[What is needed]: Determine how many lines in the listing hold "latched" and give only that number.

[Given records]:
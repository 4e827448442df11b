use crate::error::Error;

/// Longest string descriptor payload, in characters. bLength is a single byte.
pub const MAX_STRING_CHARS: usize = 126;
/// Longest serial number, in hex digits.
pub const MAX_SERIAL_CHARS: usize = 16;

/// Device identity and tuning knobs.
///
/// The defaults reproduce the stock firmware identity. `validate()` is called by
/// [`crate::Usb::new`], so a bad configuration never reaches the wire.
#[derive(Debug, Clone, PartialEq, Eq)]
pub struct Config {
    pub vendor_id: u16,
    pub product_id: u16,
    /// bcdDevice
    pub device_release: u16,
    pub manufacturer: &'static str,
    pub product: &'static str,
    /// Must be 12 to 16 hex digits, as required of mass-storage serial numbers.
    pub serial: &'static str,
    /// Reported both in the configuration descriptor and by Get Status.
    pub self_powered: bool,
    /// Bus current draw in mA, rounded down to 2 mA units on the wire.
    pub max_power_ma: u16,
    /// Standard Inquiry T10 vendor identification, at most 8 characters.
    pub inquiry_vendor: &'static str,
    /// Standard Inquiry product identification, at most 16 characters.
    pub inquiry_product: &'static str,
    /// Standard Inquiry product revision, at most 4 characters.
    pub inquiry_revision: &'static str,
    /// Attempts per block read before a medium error is latched.
    pub read_retries: u8,
    /// Attempts per block write before a medium error is latched.
    pub write_retries: u8,
    /// Upper bound in ms spent retrying one block; 0 disables the bound.
    pub recovery_time_ms: u32,
    pub irq_priority: u8,
}

impl Default for Config {
    fn default() -> Self {
        Config {
            vendor_id: 0x16C0,
            product_id: 0x0001,
            device_release: 0x0100,
            manufacturer: "KTW",
            product: "Boogie Box",
            serial: "0000000000000001",
            self_powered: false,
            max_power_ma: 100,
            inquiry_vendor: "KTW",
            inquiry_product: "Boogie Box",
            inquiry_revision: "1.1",
            read_retries: 10,
            write_retries: 10,
            recovery_time_ms: 0,
            irq_priority: 112,
        }
    }
}

impl Config {
    pub fn validate(&self) -> Result<(), Error> {
        fn printable(s: &str, max: usize) -> bool {
            s.len() <= max && s.bytes().all(|b| (0x20..0x7F).contains(&b))
        }
        if !printable(self.manufacturer, MAX_STRING_CHARS) {
            return Err(Error::InvalidConfig("manufacturer"));
        }
        if !printable(self.product, MAX_STRING_CHARS) {
            return Err(Error::InvalidConfig("product"));
        }
        if self.serial.len() < 12
            || self.serial.len() > MAX_SERIAL_CHARS
            || !self.serial.bytes().all(|b| b.is_ascii_hexdigit())
        {
            return Err(Error::InvalidConfig("serial"));
        }
        if self.max_power_ma > 500 {
            return Err(Error::InvalidConfig("max_power_ma"));
        }
        if !printable(self.inquiry_vendor, 8) {
            return Err(Error::InvalidConfig("inquiry_vendor"));
        }
        if !printable(self.inquiry_product, 16) {
            return Err(Error::InvalidConfig("inquiry_product"));
        }
        if !printable(self.inquiry_revision, 4) {
            return Err(Error::InvalidConfig("inquiry_revision"));
        }
        if self.read_retries == 0 || self.write_retries == 0 {
            return Err(Error::InvalidConfig("retries"));
        }
        Ok(())
    }
}
use heapless::Deque;
use num_traits::FromPrimitive;

use super::{update_endpt, Bank, Direction, Drained};
use crate::bdt::{Bdt, TokenPid};
use crate::hw::{Ctl, Reg, Sie};
use crate::logging::*;
use crate::packet::{PacketId, PacketPool};
use crate::MAX_PKT_SIZE;

/// IN packets that may wait for a free slot during one control transfer.
const TX_QUEUE_DEPTH: usize = 8;

/// Control transfer stage, as seen by the hardware side of endpoint 0.
#[derive(Debug, Clone, Copy, PartialEq, Eq)]
pub enum Stage {
    Setup,
    Data,
    Status,
}

/// Hardware side of endpoint 0: slot bookkeeping, data toggle and stage tracking.
///
/// Two packets are reserved for the lifetime of the endpoint. `setup_pkt` receives
/// Setup stages, `status_pkt` carries the zero-length Status stage in either
/// direction. Data stage packets come from the shared pool and go back to it once
/// sent.
pub struct ControlEndpoint {
    stage: Stage,
    /// Direction of the transfer in progress, from bmRequestType bit 7.
    request_in: bool,
    /// Bank the SIE fills next on the OUT side.
    rx_next: Bank,
    /// Bank the SIE sends next on the IN side.
    tx_next: Bank,
    /// Bank the next IN packet is armed into.
    tx_arm: Bank,
    toggle: bool,
    setup_pkt: PacketId,
    status_pkt: PacketId,
    tx_queue: Deque<(PacketId, bool), TX_QUEUE_DEPTH>,
    setup: Option<[u8; 8]>,
    pending_address: Option<u8>,
    stalled: bool,
}

impl ControlEndpoint {
    pub fn new(setup_pkt: PacketId, status_pkt: PacketId) -> ControlEndpoint {
        ControlEndpoint {
            stage: Stage::Setup,
            request_in: false,
            rx_next: Bank::Even,
            tx_next: Bank::Even,
            tx_arm: Bank::Even,
            toggle: false,
            setup_pkt,
            status_pkt,
            tx_queue: Deque::new(),
            setup: None,
            pending_address: None,
            stalled: false,
        }
    }

    fn rx_slot(bank: Bank) -> usize { Bdt::index(0, Direction::Out, bank) }

    fn tx_slot(bank: Bank) -> usize { Bdt::index(0, Direction::In, bank) }

    fn is_reserved(&self, id: PacketId) -> bool { id == self.setup_pkt || id == self.status_pkt }

    pub fn stage(&self) -> Stage { self.stage }

    pub fn stalled(&self) -> bool { self.stalled }

    pub fn reset_banks(&mut self) {
        self.rx_next = Bank::Even;
        self.tx_next = Bank::Even;
        self.tx_arm = Bank::Even;
    }

    pub fn enable<S: Sie>(&mut self, sie: &S, bdt: &mut Bdt, pool: &PacketPool) {
        update_endpt(sie, 0, |e| {
            e.set_eptxen(true);
            e.set_eprxen(true);
            e.set_epstall(false);
        });
        self.stalled = false;
        self.stage = Stage::Setup;
        self.setup = None;
        self.pending_address = None;
        self.arm_setup(bdt, pool, self.rx_next);
    }

    pub fn disable<S: Sie>(&mut self, sie: &S, bdt: &mut Bdt, drained: &mut Drained) {
        sie.write(Reg::Endpt(0), 0);
        self.reclaim_rx(bdt);
        self.flush_tx(bdt, drained);
        self.setup = None;
        self.pending_address = None;
    }

    /// The 8 Setup bytes received since the last call, if any.
    pub fn take_setup(&mut self) -> Option<[u8; 8]> { self.setup.take() }

    /// Address to apply once the Status stage IN is acknowledged.
    pub fn set_pending_address(&mut self, address: u8) { self.pending_address = Some(address) }

    pub fn can_queue(&self) -> bool { !self.tx_queue.is_full() }

    fn arm_setup(&mut self, bdt: &mut Bdt, pool: &PacketPool, bank: Bank) {
        let slot = Self::rx_slot(bank);
        if bdt.owner(Self::rx_slot(Bank::Even)) == Some(self.setup_pkt)
            || bdt.owner(Self::rx_slot(Bank::Odd)) == Some(self.setup_pkt)
        {
            return;
        }
        bdt.arm(slot, self.setup_pkt, pool.dma_addr(self.setup_pkt), MAX_PKT_SIZE, false);
    }

    /// Takes both OUT slots back; they only ever hold the two reserved packets.
    fn reclaim_rx(&mut self, bdt: &mut Bdt) {
        for bank in [Bank::Even, Bank::Odd] {
            bdt.retire(Self::rx_slot(bank));
        }
    }

    fn flush_tx(&mut self, bdt: &mut Bdt, drained: &mut Drained) {
        for bank in [Bank::Even, Bank::Odd] {
            if let (Some(id), _) = bdt.retire(Self::tx_slot(bank)) {
                if !self.is_reserved(id) {
                    drained.push(id).ok();
                }
            }
        }
        while let Some((id, _)) = self.tx_queue.pop_front() {
            if !self.is_reserved(id) {
                drained.push(id).ok();
            }
        }
        self.tx_arm = self.tx_next;
    }

    /// Token completion on endpoint 0. Packets to release land in `drained`.
    /// Returns a device address when a Set Address request just completed.
    pub fn isr<S: Sie>(
        &mut self,
        sie: &S,
        bdt: &mut Bdt,
        pool: &mut PacketPool,
        dir: Direction,
        bank: Bank,
        drained: &mut Drained,
    ) -> Option<u8> {
        match dir {
            Direction::Out => {
                let (id, ctl) = bdt.retire(Self::rx_slot(bank));
                self.rx_next = bank.other();
                let id = id?;
                pool.packet_mut(id).count = ctl.byte_count() as usize;
                match TokenPid::from_u8(ctl.pid()) {
                    Some(TokenPid::Setup) => self.on_setup(sie, bdt, pool, id, drained),
                    _ if id == self.status_pkt => trace_usb!("ep0 status out done"),
                    _ => {
                        // data stage OUT is never requested; recycle the slot
                        log::debug!("ep0: unexpected OUT of {} bytes", ctl.byte_count());
                        self.arm_setup(bdt, pool, self.rx_next);
                    }
                }
                None
            }
            Direction::In => {
                let (id, _) = bdt.retire(Self::tx_slot(bank));
                self.tx_next = bank.other();
                let mut address = None;
                match id {
                    Some(id) if id == self.status_pkt => {
                        if self.stage == Stage::Status {
                            address = self.pending_address.take();
                        }
                    }
                    Some(id) => {
                        drained.push(id).ok();
                    }
                    None => log::warn!("ep0: IN completion on idle {:?} slot", bank),
                }
                if let Some((id, last)) = self.tx_queue.pop_front() {
                    self.tx(bdt, pool, id, last);
                }
                address
            }
        }
    }

    fn on_setup<S: Sie>(
        &mut self,
        sie: &S,
        bdt: &mut Bdt,
        pool: &PacketPool,
        id: PacketId,
        drained: &mut Drained,
    ) {
        // a Setup aborts whatever transfer was in flight
        self.reclaim_rx(bdt);
        self.flush_tx(bdt, drained);
        self.pending_address = None;
        if self.stalled {
            self.unstall(sie);
        }
        let pkt = pool.packet(id);
        if pkt.count == 8 {
            let mut raw = [0u8; 8];
            raw.copy_from_slice(&pkt.buf[..8]);
            self.request_in = raw[0] & 0x80 != 0;
            self.setup = Some(raw);
            self.stage = Stage::Setup;
            self.toggle = true;
        } else {
            log::debug!("ep0: setup with {} bytes", pkt.count);
            self.setup = None;
            self.stall(sie, bdt, pool);
        }
        sie.modify(Reg::Ctl, |v| {
            let mut ctl = Ctl(v);
            ctl.set_txsuspendtokenbusy(false);
            ctl.0
        });
    }

    /// Queues an IN packet of the Data or Status stage. `last` marks the packet that
    /// ends the Data stage. Gives the packet back if the queue is full.
    pub fn send(&mut self, bdt: &mut Bdt, pool: &PacketPool, id: PacketId, last: bool) -> Result<(), PacketId> {
        if bdt.is_armed(Self::tx_slot(self.tx_arm)) {
            return self.tx_queue.push_back((id, last)).map_err(|(id, _)| id);
        }
        self.tx(bdt, pool, id, last);
        Ok(())
    }

    /// Zero-length DATA1 IN that acknowledges an OUT request.
    pub fn send_status(&mut self, bdt: &mut Bdt, pool: &mut PacketPool) {
        pool.packet_mut(self.status_pkt).count = 0;
        let id = self.status_pkt;
        if self.send(bdt, pool, id, true).is_err() {
            log::error!("ep0: no room for the status stage");
        }
    }

    fn tx(&mut self, bdt: &mut Bdt, pool: &PacketPool, id: PacketId, last: bool) {
        let slot = Self::tx_slot(self.tx_arm);
        bdt.arm(slot, id, pool.dma_addr(id), pool.packet(id).count, self.toggle);
        self.toggle = !self.toggle;
        self.tx_arm = self.tx_arm.other();
        if last {
            self.enter_status(bdt, pool);
        } else {
            self.stage = Stage::Data;
        }
    }

    /// Arms the OUT side for the end of the transfer. After an IN Data stage the
    /// host sends a zero-length DATA1 OUT; the next Setup slot goes right behind it
    /// so back-to-back transfers are never missed.
    fn enter_status(&mut self, bdt: &mut Bdt, pool: &PacketPool) {
        self.stage = Stage::Status;
        if self.request_in {
            let slot = Self::rx_slot(self.rx_next);
            bdt.arm(slot, self.status_pkt, pool.dma_addr(self.status_pkt), MAX_PKT_SIZE, true);
            self.arm_setup(bdt, pool, self.rx_next.other());
        } else {
            self.arm_setup(bdt, pool, self.rx_next);
        }
        self.toggle = false;
    }

    /// Request Error: STALL both directions until the next Setup.
    pub fn stall<S: Sie>(&mut self, sie: &S, bdt: &mut Bdt, pool: &PacketPool) {
        update_endpt(sie, 0, |e| e.set_epstall(true));
        self.stalled = true;
        self.stage = Stage::Setup;
        self.arm_setup(bdt, pool, self.rx_next);
    }

    pub fn unstall<S: Sie>(&mut self, sie: &S) {
        update_endpt(sie, 0, |e| e.set_epstall(false));
        self.stalled = false;
    }
}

[Exercise response]: 2